# 94 jetta VR6 swap...BIG problems



## VWDugan (Mar 22, 2001)

so i completed this swap a few weeks back and everything has been working perfectly. then on friday all of a sudden the car wouldnt start. i towed it back to my brothers house (it was close and he has a garage). discovered that pretty much ALL of the accessories have quit working. no lights, turn signals, wipers, radio, dome light, trunk switch, cig lighter, check engine light does NOT come on when you turn the key on...etc...
i have checked everything that i can think of and havent been able to find the problem.
all the fuses are good, changed out all the relays, changed the entire fusebox, checked all the grounds i could think of, and i changed the ignition switch. nothing worked.
I have power coming into the fusebox on the big red plug..and power on the plugs on the right side of the fusebox at the bottom. also have power at the ecu. i have no idea what else to check. 
anyone have any ideas????
pic for clicks


----------



## VWDugan (Mar 22, 2001)

changed the entire wiring harness from the fusebox to the engine bay today...still have the same issue....
ANYONE!!?!?!?!?!?!?!:banghead::banghead::banghead:


----------



## zwogti (Jan 11, 2004)

looks like you have a short somewhere, start checking for a melted wire under the dash, check all your wires, something is grounding somewhere.


----------



## VWDugan (Mar 22, 2001)

i have checked everything i can think of...pulled the dash apart looking for broken/frayed/melted wires. cant find anything wrong. ground all seem to be ok too.
one VERY strange thing though is that if you hold the test light on a wire that has power, as soon as you turn the key on the power will go away. and this happens on ANY wire with power. 
I cant make any sense of it.


----------



## MikkiJayne (Jan 1, 2007)

Sounds like it might be a ground problem then, or a high resistance in the system somewhere. Have you checked & cleaned the main ground strap from the battery to the frame and both battery terminals?


----------



## VWDugan (Mar 22, 2001)

yes i have checked both of those Mikki. they seem to be fine. connections are tight and clean


----------



## zwogti (Jan 11, 2004)

a short some where, something is grounding, sounds like a positive wire touching a ground somewhere, have you try to fix, take apart or remove something from this car just before this happening?


----------



## VWDugan (Mar 22, 2001)

nope...didnt mess with anything at all after the swap. it was running fine. stopped to do a lil fishing and when i got back in the car...nothing


----------



## zwogti (Jan 11, 2004)

do a test, disconect the radio, tail lights, head lights, power windows and try to start the car, make sure when you put the front bumper reenforcement bar, you didn't put it on top of any wires


----------



## phatquarter4u (Oct 26, 2003)

had an issue like that and the cooling fan shroud had jiggled to the alternator positive cable


----------



## spa (Jan 26, 2003)

Voltage reduction relay?

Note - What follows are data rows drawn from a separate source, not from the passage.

use std::path::{Path, PathBuf};

use {
    secrecy::Secret,
    tracing::{debug, warn},
};

use crate::{
    env_subst::substitute_env,
    error::{Context, Error, Result},
    schema::TonalityConfig,
};

/// Standard config file names, checked in order.
const CONFIG_FILENAMES: &[&str] = &[
    "tonality.toml",
    "tonality.yaml",
    "tonality.yml",
    "tonality.json",
];

/// Load config from the given path (any supported format).
pub fn load_config(path: &Path) -> Result<TonalityConfig> {
    let raw = std::fs::read_to_string(path)
        .with_context(|| format!("failed to read {}", path.display()))?;
    let raw = substitute_env(&raw);
    parse_config(&raw, path)
}

/// Discover and load config from standard locations.
///
/// Search order:
/// 1. `./tonality.{toml,yaml,yml,json}` (project-local)
/// 2. `~/.config/tonality/tonality.{toml,yaml,yml,json}` (user-global)
///
/// Returns `TonalityConfig::default()` if no config file is found or the
/// file fails to parse. Environment overrides are applied in both cases.
pub fn discover_and_load() -> TonalityConfig {
    let mut config = if let Some(path) = find_config_file() {
        debug!(path = %path.display(), "loading config");
        match load_config(&path) {
            Ok(cfg) => cfg,
            Err(e) => {
                warn!(path = %path.display(), error = %e, "failed to load config, using defaults");
                TonalityConfig::default()
            },
        }
    } else {
        debug!("no config file found, using defaults");
        TonalityConfig::default()
    };
    apply_env_overrides(&mut config);
    config
}

/// Find the first config file in standard locations.
pub fn find_config_file() -> Option<PathBuf> {
    // Project-local
    for name in CONFIG_FILENAMES {
        let p = PathBuf::from(name);
        if p.exists() {
            return Some(p);
        }
    }

    // User-global: ~/.config/tonality/
    let dir = config_dir()?;
    CONFIG_FILENAMES
        .iter()
        .map(|name| dir.join(name))
        .find(|p| p.exists())
}

/// Returns the user-global config directory (`~/.config/tonality/`).
pub fn config_dir() -> Option<PathBuf> {
    directories::ProjectDirs::from("", "", "tonality").map(|d| d.config_dir().to_path_buf())
}

/// Apply `TONALITY_REMOTE_*` environment variables on top of `config`.
pub fn apply_env_overrides(config: &mut TonalityConfig) {
    apply_env_overrides_with(config, |name| std::env::var(name).ok());
}

fn apply_env_overrides_with(config: &mut TonalityConfig, lookup: impl Fn(&str) -> Option<String>) {
    if let Some(url) = lookup("TONALITY_REMOTE_BASE_URL") {
        config.remote.base_url = url;
    }
    if let Some(raw) = lookup("TONALITY_REMOTE_TIMEOUT_SECS") {
        match raw.trim().parse::<u64>() {
            Ok(secs) => config.remote.timeout_secs = secs,
            Err(e) => warn!(value = %raw, error = %e, "ignoring invalid TONALITY_REMOTE_TIMEOUT_SECS"),
        }
    }
    if let Some(token) = lookup("TONALITY_REMOTE_API_TOKEN")
        && !token.is_empty()
    {
        config.remote.api_token = Some(Secret::new(token));
    }
    if let Some(raw) = lookup("TONALITY_REMOTE_ENABLED") {
        match raw.trim().to_ascii_lowercase().as_str() {
            "1" | "true" | "yes" | "on" => config.remote.enabled = true,
            "0" | "false" | "no" | "off" => config.remote.enabled = false,
            _ => warn!(value = %raw, "ignoring invalid TONALITY_REMOTE_ENABLED"),
        }
    }
}

fn parse_config(raw: &str, path: &Path) -> Result<TonalityConfig> {
    let ext = path.extension().and_then(|e| e.to_str()).unwrap_or("toml");

    match ext {
        "toml" => Ok(toml::from_str(raw)?),
        "yaml" | "yml" => Ok(serde_yaml::from_str(raw)?),
        "json" => Ok(serde_json::from_str(raw)?),
        _ => Err(Error::UnsupportedFormat(ext.into())),
    }
}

I think all of the accesories run off of that circuit. When cranking, it shuts off all of those accesories to allow more electrical energy for the starter. Worth a look..


----------



## VWDugan (Mar 22, 2001)

problem has been fixed. had some bad grounds and a few plugs behind the fusebox that had jiggled loose.
car runs great now. thanks for the help everyone


----------



## jettagli_guy (Dec 12, 2007)

i have had this same problem with a mk4 1.8t.... sammmmmmmmmmmmmeeeeeeeee problems... 

funny as this sounds it was the starter...

started took a [email protected]#t and for some reason lost alllll power.. not even the gauge cluster would light up..

hope this helps


----------